_WORK ORDER:_ Whenever a line in the entries below includes the string "Miniboss", count that line. Report the total alone.

Segment Start: DATA TO EXAMINE

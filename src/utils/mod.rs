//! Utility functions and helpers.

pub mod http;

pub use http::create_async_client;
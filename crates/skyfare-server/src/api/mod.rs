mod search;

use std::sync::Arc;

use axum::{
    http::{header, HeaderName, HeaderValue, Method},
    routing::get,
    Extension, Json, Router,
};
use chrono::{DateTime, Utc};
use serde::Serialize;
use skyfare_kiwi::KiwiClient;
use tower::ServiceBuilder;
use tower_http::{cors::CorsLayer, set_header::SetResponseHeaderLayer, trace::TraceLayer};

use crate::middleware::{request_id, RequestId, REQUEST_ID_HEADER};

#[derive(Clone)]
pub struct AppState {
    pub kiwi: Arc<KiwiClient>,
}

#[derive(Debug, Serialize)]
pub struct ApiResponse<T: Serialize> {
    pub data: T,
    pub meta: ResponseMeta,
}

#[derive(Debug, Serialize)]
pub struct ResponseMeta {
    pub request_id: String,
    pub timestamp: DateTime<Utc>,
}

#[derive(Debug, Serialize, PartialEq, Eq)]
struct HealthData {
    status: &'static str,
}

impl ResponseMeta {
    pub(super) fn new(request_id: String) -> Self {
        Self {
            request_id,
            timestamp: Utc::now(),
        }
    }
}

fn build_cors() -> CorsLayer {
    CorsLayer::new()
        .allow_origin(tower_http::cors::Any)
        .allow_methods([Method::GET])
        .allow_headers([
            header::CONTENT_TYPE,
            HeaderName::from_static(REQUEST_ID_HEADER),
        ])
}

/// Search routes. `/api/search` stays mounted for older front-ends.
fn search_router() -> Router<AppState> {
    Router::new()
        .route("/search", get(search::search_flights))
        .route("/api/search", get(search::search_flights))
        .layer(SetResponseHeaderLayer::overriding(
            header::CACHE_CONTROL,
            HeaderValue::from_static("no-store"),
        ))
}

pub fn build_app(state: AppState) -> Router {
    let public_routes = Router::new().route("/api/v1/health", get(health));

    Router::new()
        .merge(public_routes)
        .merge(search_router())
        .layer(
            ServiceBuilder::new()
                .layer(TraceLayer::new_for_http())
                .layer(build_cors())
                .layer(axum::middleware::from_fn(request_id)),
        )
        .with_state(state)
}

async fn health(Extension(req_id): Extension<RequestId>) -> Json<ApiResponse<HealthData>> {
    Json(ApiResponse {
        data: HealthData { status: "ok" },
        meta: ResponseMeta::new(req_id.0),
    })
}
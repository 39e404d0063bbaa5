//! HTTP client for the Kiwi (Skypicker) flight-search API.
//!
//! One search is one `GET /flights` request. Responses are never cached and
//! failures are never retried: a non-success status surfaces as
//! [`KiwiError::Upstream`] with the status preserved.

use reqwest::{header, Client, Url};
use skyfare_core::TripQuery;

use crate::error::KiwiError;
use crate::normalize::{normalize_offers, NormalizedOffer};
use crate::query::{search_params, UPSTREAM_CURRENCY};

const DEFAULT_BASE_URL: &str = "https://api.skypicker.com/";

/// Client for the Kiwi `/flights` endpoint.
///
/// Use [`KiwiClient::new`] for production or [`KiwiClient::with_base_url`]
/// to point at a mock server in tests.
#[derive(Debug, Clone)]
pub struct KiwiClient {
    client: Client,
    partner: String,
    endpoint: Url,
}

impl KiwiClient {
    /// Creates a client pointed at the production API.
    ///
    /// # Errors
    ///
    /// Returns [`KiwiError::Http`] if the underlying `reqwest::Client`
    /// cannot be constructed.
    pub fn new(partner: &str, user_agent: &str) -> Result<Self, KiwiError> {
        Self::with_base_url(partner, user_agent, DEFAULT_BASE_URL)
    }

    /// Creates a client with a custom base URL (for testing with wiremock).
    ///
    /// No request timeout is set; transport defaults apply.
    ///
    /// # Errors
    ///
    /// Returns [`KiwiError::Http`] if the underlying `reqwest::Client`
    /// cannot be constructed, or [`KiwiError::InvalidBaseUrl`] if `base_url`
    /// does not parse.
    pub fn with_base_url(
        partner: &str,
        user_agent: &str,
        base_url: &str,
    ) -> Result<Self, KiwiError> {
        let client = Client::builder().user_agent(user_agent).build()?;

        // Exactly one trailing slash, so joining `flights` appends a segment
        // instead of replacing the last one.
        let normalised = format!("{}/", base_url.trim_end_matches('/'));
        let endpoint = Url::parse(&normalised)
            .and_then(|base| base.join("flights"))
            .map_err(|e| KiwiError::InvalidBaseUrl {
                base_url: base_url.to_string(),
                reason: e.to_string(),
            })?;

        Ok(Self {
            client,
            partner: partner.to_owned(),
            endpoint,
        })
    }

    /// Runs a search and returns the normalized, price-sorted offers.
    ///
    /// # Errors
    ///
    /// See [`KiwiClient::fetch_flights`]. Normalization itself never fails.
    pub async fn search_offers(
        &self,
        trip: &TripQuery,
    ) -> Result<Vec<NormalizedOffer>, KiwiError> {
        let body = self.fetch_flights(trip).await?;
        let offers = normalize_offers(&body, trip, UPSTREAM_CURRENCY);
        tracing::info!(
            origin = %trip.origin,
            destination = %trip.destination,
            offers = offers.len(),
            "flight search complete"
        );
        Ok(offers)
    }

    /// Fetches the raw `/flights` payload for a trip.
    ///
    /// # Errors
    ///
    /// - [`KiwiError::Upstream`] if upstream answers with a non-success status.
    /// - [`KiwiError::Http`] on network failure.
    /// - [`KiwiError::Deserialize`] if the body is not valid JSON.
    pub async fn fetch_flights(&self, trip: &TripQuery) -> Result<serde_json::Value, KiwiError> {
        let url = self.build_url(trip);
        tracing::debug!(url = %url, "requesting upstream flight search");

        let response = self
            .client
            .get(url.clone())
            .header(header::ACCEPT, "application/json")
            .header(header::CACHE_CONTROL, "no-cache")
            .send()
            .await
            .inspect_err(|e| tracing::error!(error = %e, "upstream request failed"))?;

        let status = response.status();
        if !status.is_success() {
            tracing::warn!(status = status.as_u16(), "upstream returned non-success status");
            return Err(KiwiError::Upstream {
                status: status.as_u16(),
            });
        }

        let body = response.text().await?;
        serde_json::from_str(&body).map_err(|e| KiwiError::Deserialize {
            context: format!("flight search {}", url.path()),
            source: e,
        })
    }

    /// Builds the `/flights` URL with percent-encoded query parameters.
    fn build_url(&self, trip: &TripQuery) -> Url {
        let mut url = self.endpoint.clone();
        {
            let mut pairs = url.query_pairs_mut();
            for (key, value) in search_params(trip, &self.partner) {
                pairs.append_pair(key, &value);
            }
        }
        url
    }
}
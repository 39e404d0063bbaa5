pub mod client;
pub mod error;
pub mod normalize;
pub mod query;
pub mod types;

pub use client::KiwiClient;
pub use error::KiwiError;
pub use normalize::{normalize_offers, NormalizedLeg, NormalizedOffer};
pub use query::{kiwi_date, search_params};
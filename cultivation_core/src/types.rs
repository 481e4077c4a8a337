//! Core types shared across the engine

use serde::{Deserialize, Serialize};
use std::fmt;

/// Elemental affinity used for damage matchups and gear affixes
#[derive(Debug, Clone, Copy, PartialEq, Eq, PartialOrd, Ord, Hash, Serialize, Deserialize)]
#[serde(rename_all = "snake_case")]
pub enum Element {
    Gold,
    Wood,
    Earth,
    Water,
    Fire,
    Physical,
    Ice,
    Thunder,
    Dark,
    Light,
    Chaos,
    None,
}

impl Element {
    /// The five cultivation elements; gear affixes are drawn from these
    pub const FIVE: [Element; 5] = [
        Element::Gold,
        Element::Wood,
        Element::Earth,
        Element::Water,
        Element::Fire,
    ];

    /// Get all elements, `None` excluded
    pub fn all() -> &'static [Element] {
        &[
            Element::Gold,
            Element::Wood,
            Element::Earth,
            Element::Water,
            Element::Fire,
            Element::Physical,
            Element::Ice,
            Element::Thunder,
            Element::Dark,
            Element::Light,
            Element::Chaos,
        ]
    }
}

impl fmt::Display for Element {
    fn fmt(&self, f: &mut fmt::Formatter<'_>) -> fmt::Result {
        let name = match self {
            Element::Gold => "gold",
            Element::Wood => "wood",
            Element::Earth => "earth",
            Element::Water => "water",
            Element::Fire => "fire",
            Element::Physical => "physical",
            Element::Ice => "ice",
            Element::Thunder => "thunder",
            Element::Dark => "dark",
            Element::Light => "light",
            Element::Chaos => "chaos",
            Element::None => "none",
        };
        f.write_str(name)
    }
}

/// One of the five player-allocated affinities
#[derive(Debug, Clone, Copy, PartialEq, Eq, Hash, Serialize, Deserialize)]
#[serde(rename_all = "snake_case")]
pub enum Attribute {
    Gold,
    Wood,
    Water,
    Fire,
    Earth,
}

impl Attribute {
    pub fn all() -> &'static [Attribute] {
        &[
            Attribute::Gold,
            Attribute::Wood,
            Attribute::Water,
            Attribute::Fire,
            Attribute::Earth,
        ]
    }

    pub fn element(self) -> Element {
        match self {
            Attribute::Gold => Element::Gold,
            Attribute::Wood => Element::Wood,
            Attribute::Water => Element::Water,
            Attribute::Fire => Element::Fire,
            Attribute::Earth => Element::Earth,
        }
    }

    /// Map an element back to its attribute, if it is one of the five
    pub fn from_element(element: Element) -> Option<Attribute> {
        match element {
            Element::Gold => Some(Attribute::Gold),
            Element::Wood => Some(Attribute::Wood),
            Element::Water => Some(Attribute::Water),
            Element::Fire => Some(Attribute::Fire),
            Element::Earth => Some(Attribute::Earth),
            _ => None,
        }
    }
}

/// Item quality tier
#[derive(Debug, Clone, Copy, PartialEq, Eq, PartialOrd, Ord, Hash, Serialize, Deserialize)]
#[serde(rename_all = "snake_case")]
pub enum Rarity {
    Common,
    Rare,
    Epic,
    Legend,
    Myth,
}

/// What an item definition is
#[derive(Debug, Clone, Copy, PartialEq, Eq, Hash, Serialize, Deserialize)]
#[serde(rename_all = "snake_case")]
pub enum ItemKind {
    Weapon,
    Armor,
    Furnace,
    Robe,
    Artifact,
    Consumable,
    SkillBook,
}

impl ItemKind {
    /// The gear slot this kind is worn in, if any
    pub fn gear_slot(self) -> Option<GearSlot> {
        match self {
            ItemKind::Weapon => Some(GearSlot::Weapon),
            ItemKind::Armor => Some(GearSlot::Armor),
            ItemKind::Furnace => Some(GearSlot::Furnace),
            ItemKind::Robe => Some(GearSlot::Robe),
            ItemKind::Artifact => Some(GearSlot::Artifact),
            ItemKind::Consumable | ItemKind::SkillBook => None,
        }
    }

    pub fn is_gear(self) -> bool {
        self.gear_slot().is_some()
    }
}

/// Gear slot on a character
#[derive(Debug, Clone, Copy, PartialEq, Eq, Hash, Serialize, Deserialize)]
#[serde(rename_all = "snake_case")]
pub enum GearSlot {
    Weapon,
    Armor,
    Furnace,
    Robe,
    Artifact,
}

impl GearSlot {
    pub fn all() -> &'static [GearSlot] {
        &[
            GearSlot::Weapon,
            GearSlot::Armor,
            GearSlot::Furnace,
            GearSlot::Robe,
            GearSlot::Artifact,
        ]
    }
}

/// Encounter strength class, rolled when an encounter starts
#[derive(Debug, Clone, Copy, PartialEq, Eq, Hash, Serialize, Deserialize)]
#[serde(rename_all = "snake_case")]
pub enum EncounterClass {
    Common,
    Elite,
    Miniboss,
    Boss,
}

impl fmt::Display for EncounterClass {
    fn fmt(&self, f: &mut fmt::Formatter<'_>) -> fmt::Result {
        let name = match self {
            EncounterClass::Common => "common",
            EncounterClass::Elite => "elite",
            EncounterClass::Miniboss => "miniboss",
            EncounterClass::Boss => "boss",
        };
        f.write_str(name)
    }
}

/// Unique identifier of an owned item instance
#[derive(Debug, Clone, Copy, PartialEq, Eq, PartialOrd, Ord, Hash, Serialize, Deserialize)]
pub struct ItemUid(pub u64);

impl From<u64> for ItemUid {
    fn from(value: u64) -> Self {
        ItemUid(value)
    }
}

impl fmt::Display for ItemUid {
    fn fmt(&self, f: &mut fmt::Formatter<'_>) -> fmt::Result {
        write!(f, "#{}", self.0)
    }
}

Segment End: DATA TO EXAMINE

_RESULT OF THE EXERCISE:_ 2